// SPDX-License-Identifier: MIT OR Apache-2.0
//! Optional middleware beyond the default bundle. None of these run unless
//! a caller builds an [`crate::Invoker`] with them explicitly.

mod otel;
mod rate_limit;
mod retry;
mod telemetry;

pub use otel::TracingMiddleware;
pub use rate_limit::RateLimiterMiddleware;
pub use retry::RetryMiddleware;
pub use telemetry::{CounterSink, CounterSnapshot, InvocationEvent, TelemetrySink, TelemetrySinkMiddleware};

··········

PROBLEM: Filter the records above, keeping each line that contains the word "retry".

EXERCISE RESULT:
mod retry;
pub use retry::RetryMiddleware;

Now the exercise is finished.